The Etiology, Incidence, and Impact of Preservation Fluid Contamination during Liver Transplantation.

The role of contaminated preservation fluid in the development of infection after liver transplantation has not been fully elucidated. To assess the incidence and etiology of contaminated preservation fluid and determine its impact on the subsequent development of infection after liver transplantation, we prospectively studied 50 consecutive liver transplants, and cultured the following samples in each instance: preservation fluid (immediately before and at the end of the back-table procedure, and just before implantation), blood, and bile from the donor, and ascitic fluid from the recipient. When any culture was positive, blood cultures were obtained and targeted antimicrobial therapy was started. We found that the incidence of contaminated preservation fluid was 92% (46 of 50 cases of liver transplantation per year), but only 28% (14/50) were contaminated by recognized pathogens. Blood and bile cultures from the donor were positive in 28% and 6% respectively, whereas ascitic fluid was positive in 22%. The most frequently isolated microorganisms were coagulase-negative staphylococci. In nine cases, the microorganisms isolated from the preservation fluid concurred with those grown from the donor blood cultures, and in one case, the isolate matched with the one obtained from bile culture. No liver transplant recipient developed an infection due to the transmission of an organism isolated from the preservation fluid. Our findings indicate that contamination of the preservation fluid is frequent in liver transplantation, and it is mainly caused by saprophytic skin flora. Transmission of infection is low, particularly among those recipients given targeted antimicrobial treatment for organisms isolated in the preservation fluid.

Introduction

Liver transplantation has become the definitive treatment of several end-stage liver diseases [1-3]. In recent years, with the growing disparity between organ availability and the number of candidates for liver transplantation, most centers have extended the acceptance criteria for donors [4,5]. However, this strategy increases the risk of bacterial, viral, and fungal infections after transplantation [6,7], making post-transplant infection a leading cause of in-hospital mortality among liver transplant recipients [8-10].
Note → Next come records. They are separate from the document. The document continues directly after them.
//! Match statistics and stage/match result snapshots
//!
//! [`MatchStats`] is fed exclusively by replaying [`GameEvent`]s.
//! [`ResultAggregator`] freezes copies at stage and match boundaries.

use serde::{Deserialize, Serialize};

use super::enemy::EnemyKind;
use super::events::GameEvent;

/// Accumulating counters for one run
#[derive(Debug, Clone, Copy, Default, PartialEq, Eq, Serialize, Deserialize)]
pub struct MatchStats {
    /// Projectiles fired (not trigger pulls)
    pub shots_fired: u64,
    /// Distinct projectile -> enemy damage events
    pub hits: u64,
    pub kills_runner: u64,
    pub kills_tank: u64,
    pub kills_total: u64,
    pub damage_taken: u64,
    pub score: u64,
}

impl MatchStats {
    pub fn on_shot_fired(&mut self) {
        self.shots_fired += 1;
    }

    pub fn on_hit(&mut self) {
        self.hits += 1;
    }

    pub fn on_kill(&mut self, kind: EnemyKind) {
        match kind {
            EnemyKind::Runner => self.kills_runner += 1,
            EnemyKind::Tank => self.kills_tank += 1,
        }
        self.kills_total += 1;
        self.score += 1;
    }

    pub fn on_damage_taken(&mut self, amount: i32) {
        self.damage_taken += amount.max(0) as u64;
    }

    /// Feed one event to the matching handler
    pub fn record(&mut self, event: &GameEvent) {
        match event {
            GameEvent::ProjectileSpawned { .. } => self.on_shot_fired(),
            GameEvent::EnemyHit { .. } => self.on_hit(),
            GameEvent::EnemyKilled { kind, .. } => self.on_kill(*kind),
            GameEvent::PlayerDamaged { amount, .. } => self.on_damage_taken(*amount),
            _ => {}
        }
    }

    /// Hits per projectile fired, as a percentage clamped to [0, 100]
    pub fn accuracy(&self) -> f32 {
        if self.shots_fired == 0 {
            return 0.0;
        }
        (self.hits as f32 / self.shots_fired as f32 * 100.0).clamp(0.0, 100.0)
    }

    /// Counters accumulated since `baseline`
    pub fn since(&self, baseline: &MatchStats) -> MatchStats {
        MatchStats {
            shots_fired: self.shots_fired.saturating_sub(baseline.shots_fired),
            hits: self.hits.saturating_sub(baseline.hits),
            kills_runner: self.kills_runner.saturating_sub(baseline.kills_runner),
            kills_tank: self.kills_tank.saturating_sub(baseline.kills_tank),
            kills_total: self.kills_total.saturating_sub(baseline.kills_total),
            damage_taken: self.damage_taken.saturating_sub(baseline.damage_taken),
            score: self.score.saturating_sub(baseline.score),
        }
    }
}

/// Frozen result of one stage
#[derive(Debug, Clone, PartialEq, Serialize, Deserialize)]
pub struct StageSnapshot {
    pub stage: u32,
    pub survived: bool,
    pub duration_ms: u64,
    /// Counters for this stage only
    pub stage_stats: MatchStats,
    /// Run totals at the end of the stage
    pub totals: MatchStats,
    /// Accuracy within this stage
    pub accuracy: f32,
}

/// Frozen result of the whole run
#[derive(Debug, Clone, PartialEq, Serialize, Deserialize)]
pub struct MatchSnapshot {
    pub stage_reached: u32,
    pub duration_ms: u64,
    pub stats: MatchStats,
    pub accuracy: f32,
    pub stages: Vec<StageSnapshot>,
}

#[derive(Debug, Clone, Default)]
pub struct ResultAggregator {
    match_started_ms: u64,
    stage_started_ms: u64,
    stage_baseline: MatchStats,
    stages: Vec<StageSnapshot>,
    final_result: Option<MatchSnapshot>,
}

impl ResultAggregator {
    pub fn new(now_ms: u64) -> Self {
        Self {
            match_started_ms: now_ms,
            stage_started_ms: now_ms,
            ..Default::default()
        }
    }

    /// Mark the start of a stage for per-stage deltas
    pub fn begin_stage(&mut self, now_ms: u64, totals: &MatchStats) {
        self.stage_started_ms = now_ms;
        self.stage_baseline = *totals;
    }

    fn build_stage(&self, stage: u32, survived: bool, totals: &MatchStats, now_ms: u64) -> StageSnapshot {
        let stage_stats = totals.since(&self.stage_baseline);
        StageSnapshot {
            stage,
            survived,
            duration_ms: now_ms.saturating_sub(self.stage_started_ms),
            stage_stats,
            totals: *totals,
            accuracy: stage_stats.accuracy(),
        }
    }

    /// Freeze the result of `stage`. A stage is captured at most once.
    pub fn capture_stage(&mut self, stage: u32, survived: bool, totals: &MatchStats, now_ms: u64) -> bool {
        if self.final_result.is_some() || self.stages.iter().any(|s| s.stage == stage) {
            return false;
        }
        let snapshot = self.build_stage(stage, survived, totals, now_ms);
        self.stages.push(snapshot);
        true
    }

    /// Freeze the run result. Captured at most once.
    pub fn capture_match(&mut self, stage_reached: u32, totals: &MatchStats, now_ms: u64) -> bool {
        if self.final_result.is_some() {
            return false;
        }
        self.final_result = Some(self.build_match(stage_reached, totals, now_ms));
        true
    }

    fn build_match(&self, stage_reached: u32, totals: &MatchStats, now_ms: u64) -> MatchSnapshot {
        MatchSnapshot {
            stage_reached,
            duration_ms: now_ms.saturating_sub(self.match_started_ms),
            stats: *totals,
            accuracy: totals.accuracy(),
            stages: self.stages.clone(),
        }
    }

    /// Captured snapshot for `stage`, or a live view if it has not ended yet
    pub fn stage_summary(&self, stage: u32, live: &MatchStats, now_ms: u64) -> StageSnapshot {
        self.stages
            .iter()
            .find(|s| s.stage == stage)
            .cloned()
            .unwrap_or_else(|| self.build_stage(stage, true, live, now_ms))
    }

    /// Captured match result, or a live view while the run continues
    pub fn match_summary(&self, stage: u32, live: &MatchStats, now_ms: u64) -> MatchSnapshot {
        self.final_result
            .clone()
            .unwrap_or_else(|| self.build_match(stage, live, now_ms))
    }

    pub fn stages(&self) -> &[StageSnapshot] {
        &self.stages
    }

    pub fn is_final(&self) -> bool {
        self.final_result.is_some()
    }
}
Contamination of preservation fluid has been identified as a potential source of post-transplant infection [6,11], although the reported incidence ranges from as low as 9.5% to as high as 98.4% [7,12-14]. The frequency of infection transmitted via the preservation fluid varies depending on the type of the study [6,13]. Moreover, related case-fatality rates have been reported to exceed 50%, depending on the causative organisms [13]. However, our current understanding of the contamination of preservation fluid and subsequent recipient infection derives to a large extent from retrospective studies in which only a few fluids from patients were examined.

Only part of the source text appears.